(Collected data entries)
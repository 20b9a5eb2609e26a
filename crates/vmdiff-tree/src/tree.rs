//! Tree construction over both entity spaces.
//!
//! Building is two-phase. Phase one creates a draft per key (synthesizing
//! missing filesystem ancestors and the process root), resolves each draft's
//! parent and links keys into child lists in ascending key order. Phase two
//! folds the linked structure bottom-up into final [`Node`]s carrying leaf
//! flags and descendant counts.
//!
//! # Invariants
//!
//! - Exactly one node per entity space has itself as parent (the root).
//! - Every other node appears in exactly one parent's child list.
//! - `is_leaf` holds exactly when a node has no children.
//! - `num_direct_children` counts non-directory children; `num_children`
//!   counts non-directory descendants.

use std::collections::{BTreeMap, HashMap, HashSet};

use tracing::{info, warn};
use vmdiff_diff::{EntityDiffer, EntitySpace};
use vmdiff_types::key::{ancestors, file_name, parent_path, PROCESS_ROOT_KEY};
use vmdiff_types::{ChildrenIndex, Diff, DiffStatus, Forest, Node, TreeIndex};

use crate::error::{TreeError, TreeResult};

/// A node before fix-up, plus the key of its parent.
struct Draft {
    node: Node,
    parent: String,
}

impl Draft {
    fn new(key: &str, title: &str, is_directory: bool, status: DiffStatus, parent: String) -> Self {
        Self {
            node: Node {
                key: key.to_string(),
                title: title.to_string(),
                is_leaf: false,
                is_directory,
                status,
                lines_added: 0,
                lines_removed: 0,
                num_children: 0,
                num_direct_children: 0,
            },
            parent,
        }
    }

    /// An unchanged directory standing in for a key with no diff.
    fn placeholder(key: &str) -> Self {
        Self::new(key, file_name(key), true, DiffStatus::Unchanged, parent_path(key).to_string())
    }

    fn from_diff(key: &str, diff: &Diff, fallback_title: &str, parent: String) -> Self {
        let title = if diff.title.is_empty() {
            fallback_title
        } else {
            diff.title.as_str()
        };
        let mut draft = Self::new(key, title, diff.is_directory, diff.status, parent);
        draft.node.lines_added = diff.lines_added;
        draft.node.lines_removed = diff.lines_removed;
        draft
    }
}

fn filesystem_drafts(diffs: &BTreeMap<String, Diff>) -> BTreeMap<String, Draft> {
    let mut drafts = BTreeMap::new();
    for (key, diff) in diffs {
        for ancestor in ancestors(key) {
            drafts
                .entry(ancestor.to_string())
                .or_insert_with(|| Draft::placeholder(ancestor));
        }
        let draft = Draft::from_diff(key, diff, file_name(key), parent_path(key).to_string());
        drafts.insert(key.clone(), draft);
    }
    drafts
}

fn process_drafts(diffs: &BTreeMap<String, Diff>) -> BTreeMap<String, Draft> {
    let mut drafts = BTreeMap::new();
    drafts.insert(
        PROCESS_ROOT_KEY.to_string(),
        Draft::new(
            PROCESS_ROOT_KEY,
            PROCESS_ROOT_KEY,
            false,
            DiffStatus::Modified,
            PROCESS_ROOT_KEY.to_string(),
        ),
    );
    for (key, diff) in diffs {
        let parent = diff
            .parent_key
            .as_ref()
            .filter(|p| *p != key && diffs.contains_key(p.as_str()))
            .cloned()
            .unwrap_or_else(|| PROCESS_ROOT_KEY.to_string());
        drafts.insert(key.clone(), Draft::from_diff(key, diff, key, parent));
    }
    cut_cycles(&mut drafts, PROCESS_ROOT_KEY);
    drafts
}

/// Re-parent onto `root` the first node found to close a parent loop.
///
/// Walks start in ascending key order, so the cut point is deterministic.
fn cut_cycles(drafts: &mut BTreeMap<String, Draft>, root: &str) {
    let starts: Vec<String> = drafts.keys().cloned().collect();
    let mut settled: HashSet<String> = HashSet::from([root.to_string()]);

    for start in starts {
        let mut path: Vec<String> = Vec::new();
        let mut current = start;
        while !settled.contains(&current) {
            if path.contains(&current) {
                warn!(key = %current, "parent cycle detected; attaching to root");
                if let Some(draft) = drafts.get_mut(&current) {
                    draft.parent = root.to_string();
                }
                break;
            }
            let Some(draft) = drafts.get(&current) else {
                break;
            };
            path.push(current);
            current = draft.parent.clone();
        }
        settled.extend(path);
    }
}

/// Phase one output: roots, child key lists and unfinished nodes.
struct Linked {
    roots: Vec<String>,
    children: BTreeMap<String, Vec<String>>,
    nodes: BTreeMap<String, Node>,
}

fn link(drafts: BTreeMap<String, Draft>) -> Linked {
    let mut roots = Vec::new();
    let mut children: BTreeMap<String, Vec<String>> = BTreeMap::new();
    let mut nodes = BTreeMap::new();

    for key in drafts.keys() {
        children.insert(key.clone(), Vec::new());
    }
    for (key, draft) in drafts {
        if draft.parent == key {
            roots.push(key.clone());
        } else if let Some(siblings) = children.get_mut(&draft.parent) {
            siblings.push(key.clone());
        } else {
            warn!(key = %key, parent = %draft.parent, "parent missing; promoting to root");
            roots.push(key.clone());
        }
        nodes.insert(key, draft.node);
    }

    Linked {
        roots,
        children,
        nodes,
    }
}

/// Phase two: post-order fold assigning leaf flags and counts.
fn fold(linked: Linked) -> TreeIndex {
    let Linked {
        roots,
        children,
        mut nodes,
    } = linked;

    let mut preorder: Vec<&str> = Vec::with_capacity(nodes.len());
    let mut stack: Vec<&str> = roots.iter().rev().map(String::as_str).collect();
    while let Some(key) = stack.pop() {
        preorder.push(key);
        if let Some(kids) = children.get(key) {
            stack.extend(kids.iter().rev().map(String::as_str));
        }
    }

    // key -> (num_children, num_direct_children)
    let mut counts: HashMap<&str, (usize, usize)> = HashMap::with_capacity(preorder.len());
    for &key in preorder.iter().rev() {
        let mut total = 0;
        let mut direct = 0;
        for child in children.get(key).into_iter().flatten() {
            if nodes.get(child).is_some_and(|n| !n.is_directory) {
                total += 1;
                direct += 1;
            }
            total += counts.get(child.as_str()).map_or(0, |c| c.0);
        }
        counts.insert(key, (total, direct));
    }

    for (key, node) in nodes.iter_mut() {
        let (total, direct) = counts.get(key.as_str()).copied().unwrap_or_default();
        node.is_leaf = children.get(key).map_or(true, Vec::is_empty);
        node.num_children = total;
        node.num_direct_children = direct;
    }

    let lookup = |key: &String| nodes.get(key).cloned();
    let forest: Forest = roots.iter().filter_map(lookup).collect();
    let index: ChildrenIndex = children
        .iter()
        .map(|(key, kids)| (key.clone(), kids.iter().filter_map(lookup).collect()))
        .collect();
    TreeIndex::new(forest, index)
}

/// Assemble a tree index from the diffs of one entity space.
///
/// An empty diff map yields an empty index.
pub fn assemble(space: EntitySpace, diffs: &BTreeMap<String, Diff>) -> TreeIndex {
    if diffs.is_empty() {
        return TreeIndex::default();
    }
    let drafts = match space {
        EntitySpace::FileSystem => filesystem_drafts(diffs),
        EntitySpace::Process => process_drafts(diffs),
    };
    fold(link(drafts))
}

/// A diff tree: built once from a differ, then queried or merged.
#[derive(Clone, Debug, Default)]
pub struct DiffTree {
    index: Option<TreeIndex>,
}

* * *

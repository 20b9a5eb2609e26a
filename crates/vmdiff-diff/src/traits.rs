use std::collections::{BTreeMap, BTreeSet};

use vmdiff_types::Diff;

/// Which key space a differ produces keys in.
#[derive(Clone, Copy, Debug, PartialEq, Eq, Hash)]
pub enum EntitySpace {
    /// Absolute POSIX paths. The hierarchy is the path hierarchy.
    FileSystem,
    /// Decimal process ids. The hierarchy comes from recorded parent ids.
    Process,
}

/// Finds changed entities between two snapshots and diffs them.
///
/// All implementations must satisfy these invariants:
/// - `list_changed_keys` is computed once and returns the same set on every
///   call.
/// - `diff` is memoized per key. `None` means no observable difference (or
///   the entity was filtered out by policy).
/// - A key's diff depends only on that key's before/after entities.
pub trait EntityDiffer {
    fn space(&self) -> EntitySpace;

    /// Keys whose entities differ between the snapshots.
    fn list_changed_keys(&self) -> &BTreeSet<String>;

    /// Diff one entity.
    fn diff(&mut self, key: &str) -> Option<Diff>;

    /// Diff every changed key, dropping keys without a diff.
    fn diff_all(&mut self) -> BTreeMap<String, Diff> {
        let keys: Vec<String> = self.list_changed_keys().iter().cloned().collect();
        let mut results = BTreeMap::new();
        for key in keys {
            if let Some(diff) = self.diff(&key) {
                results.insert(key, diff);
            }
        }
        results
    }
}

*ACTIVITY*: Among the entries above, how many lines hold the string "snapshots"? Answer with the number only.

*RESULT OF THIS EXERCISE*: 2